Por Gilbert Forel, ofmcap
Puesta en
marcha de la Fe
Un
acontecimiento importante, aunque banal y corriente en aquella época, ayudará a
Francisco a realizar la conversión del enfoque de su vida, a preferir «la
amargura a la dulzura». Al encontrar un día a un leproso, desciende del caballo
y lo abraza (2 Cel 9). Esta victoria sobre sí mismo está repleta de
consecuencias. Hasta entonces Francisco evitaba a los leprosos, cuya vista no
le procuraba más que repugnancia y horror. Al aceptar mirar al mundo de frente,
tal cual es, con sus más indignantes miserias, su fe quedó sometida a una cruel
prueba. ¿Qué quedaba de ese Dios todopoderoso que se había comprometido a
procurarle lo que él deseaba desde lo más profundo de su corazón, qué le
quedaba ante el semblante del leproso? Este hombre desfigurado que moría
lentamente, segregado de la sociedad. ¿No siente también éste un profundo deseo
de vivir y de ser feliz? ¿Quién es este Dios que reserva su salvación a
algunos?
¿Cómo
resolver este dilema sin recurrir a la Revelación en la que Dios afirma que ama
al mundo hasta el punto de entregarle a su Hijo único? En ella da a conocer
también su voluntad universal de salvación a través de la muerte de su Hijo,
signo de unión de sus hijos dispersos y garantía del don de la vida en
abundancia.
Confrontar
así su vida con la Palabra de Dios, es para Francisco ocasión de una doble
profundización en su fe. Por una parte, su experiencia espiritual, que hasta
entonces le había interpelado a él sólo, le enfrenta con el aspecto colectivo
de la salvación: la alianza concierne a todos los hombres. Francisco deberá
relativizar progresivamente su posición personal para reconocerse miembro de un
inmenso pueblo afectado por el designio de Dios; deberá encontrar su lugar
personal y particular en ese amplio conjunto. Por otra parte, el espectáculo de
un mundo en el que se desencadenan las injusticias y los sufrimientos parece
denunciar la debilidad e impotencia de Dios frente a la inmensidad del mal.

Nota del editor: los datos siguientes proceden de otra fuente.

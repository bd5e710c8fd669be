// SPDX-License-Identifier: AGPL-3.0-or-later
//
// Copyright (C) 2026 Relational Network

//! # Authentication Module
//!
//! Verification of Telegram authentication data for the two delivery
//! channels Telegram offers:
//!
//! - **Login Widget**: identity fields (`id`, `first_name`, ...) arrive at the
//!   top level, either as a decoded object or as the redirect query string
//! - **Mini App**: `Telegram.WebApp.initData`, a query string whose `user`
//!   field is a JSON object
//!
//! ## Verification Flow
//!
//! 1. [`normalize`] the raw payload into [`NormalizedClaims`]
//! 2. reject if `hash` or `auth_date` is missing
//! 3. report [`Verdict::Expired`] if `auth_date` is older than 300 seconds
//! 4. [`classify`] the channel and [`derive_secret_key`] for it
//! 5. HMAC-SHA-256 the [`data_check_string`] and compare with `hash` in
//!    constant time
//! 6. on success, [`project_identity`] into an [`IdentityRecord`]
//!
//! ## Security
//!
//! - The bot token is immutable after construction and redacted in `Debug`
//! - Expired payloads are rejected before any HMAC work
//! - Signature comparison is constant time (`subtle`)

pub mod canonical;
pub mod channel;
pub mod error;
pub mod identity;
pub mod key;
pub mod payload;
pub mod verifier;

pub use canonical::data_check_string;
pub use channel::{classify, ChannelKind};
pub use error::AuthError;
pub use identity::{project_identity, IdentityRecord};
pub use key::{derive_secret_key, BotToken};
pub use payload::{normalize, NormalizedClaims, RawPayload};
pub use verifier::{TelegramAuth, Verdict, MAX_AUTH_AGE_SECS};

¿Sería Dios incapaz de instaurar su Reino y habría que deducir el fracaso de
Dios? ¿O más bien, en lugar de desesperar, no valdría más profundizar la débil
inteligencia que tenemos de Dios y de sus formas de proceder? Ante la elección
que se impone a todo hombre, como se le impuso a Francisco, ¿no es preferible
tratar de comprender mejor el designio de salvación de Dios, antes que
rechazarlo? La libertad humana encuentra aquí una de sus más elevadas
expresiones.
Además, el
Evangelio es ese grito que Dios lanza en Jesucristo contra el sufrimiento, el
pecado y la muerte. El significado último de los milagros es hacer comprender
que el Reino está ya entre nosotros y no es sólo un mundo por venir: los
milagros se realizaron en nuestro tiempo. Para sujetar el poder de la muerte,
Dios se ha hecho hombre en su Hijo, pobre con los pobres, «pecado» por
nosotros, como dice San Pablo (2 Cor 5,21).
La vida y los
escritos de Francisco muestran que él realizó esta profundización en su fe. A
su vez, se hizo pobre para responder al proyecto de Dios. Se puso al servicio
de los leprosos para luchar junto a ellos, sin milagros, simplemente con sus
fuerzas humanas. De esta manera expresó Francisco su fe en la impotencia y en
la pobreza, al estilo evangélico. La omnipotencia de Dios se ejerce en el mundo
a través de la Cruz: la Cruz, signo de la impotencia voluntaria de Dios, es el
signo de su amor, de su respeto a la libertad humana.
Más tarde, la
aparición de Cristo en San Damián, confirmación de las visiones precedentes,
marca otro paso en esta profundización. Ya no es el Cristo de sus sueños
juveniles quien habla a Francisco, sino Cristo en su pasión prolongada hasta
nosotros, el Cristo que prolonga su resurrección hasta la nuestra. Dios no
puede ser conocido más que en su encuentro con el hombre. Una nueva revelación,
un nuevo punto de partida se le propone a Francisco: la vida de fe es un
perpetuo comienzo y revelación. En las palabras «Francisco, ve y repara mi casa
que amenaza ruina» (2 Cel 10), Francisco toma conciencia de una nueva modalidad
del Designio de Dios sobre él: la misión de reunir alrededor de Cristo a los
hombres dispersos. La interpretación de su misión, demasiado literal al principio,
será una vez más corregida el 24 de febrero de 1209, por el Evangelio de la
misión de los Doce, que le revela el sentido real de esta construcción de la
iglesia, familia y casa de Dios.
El sueño de
juventud se ha tornado llamada apremiante y concreta, al tiempo que la fe del
joven se ha purificado y enriquecido. A tal llamada, Francisco responde ahora
marchando por los caminos con una sola túnica, descalzo, sin bastón ni zurrón.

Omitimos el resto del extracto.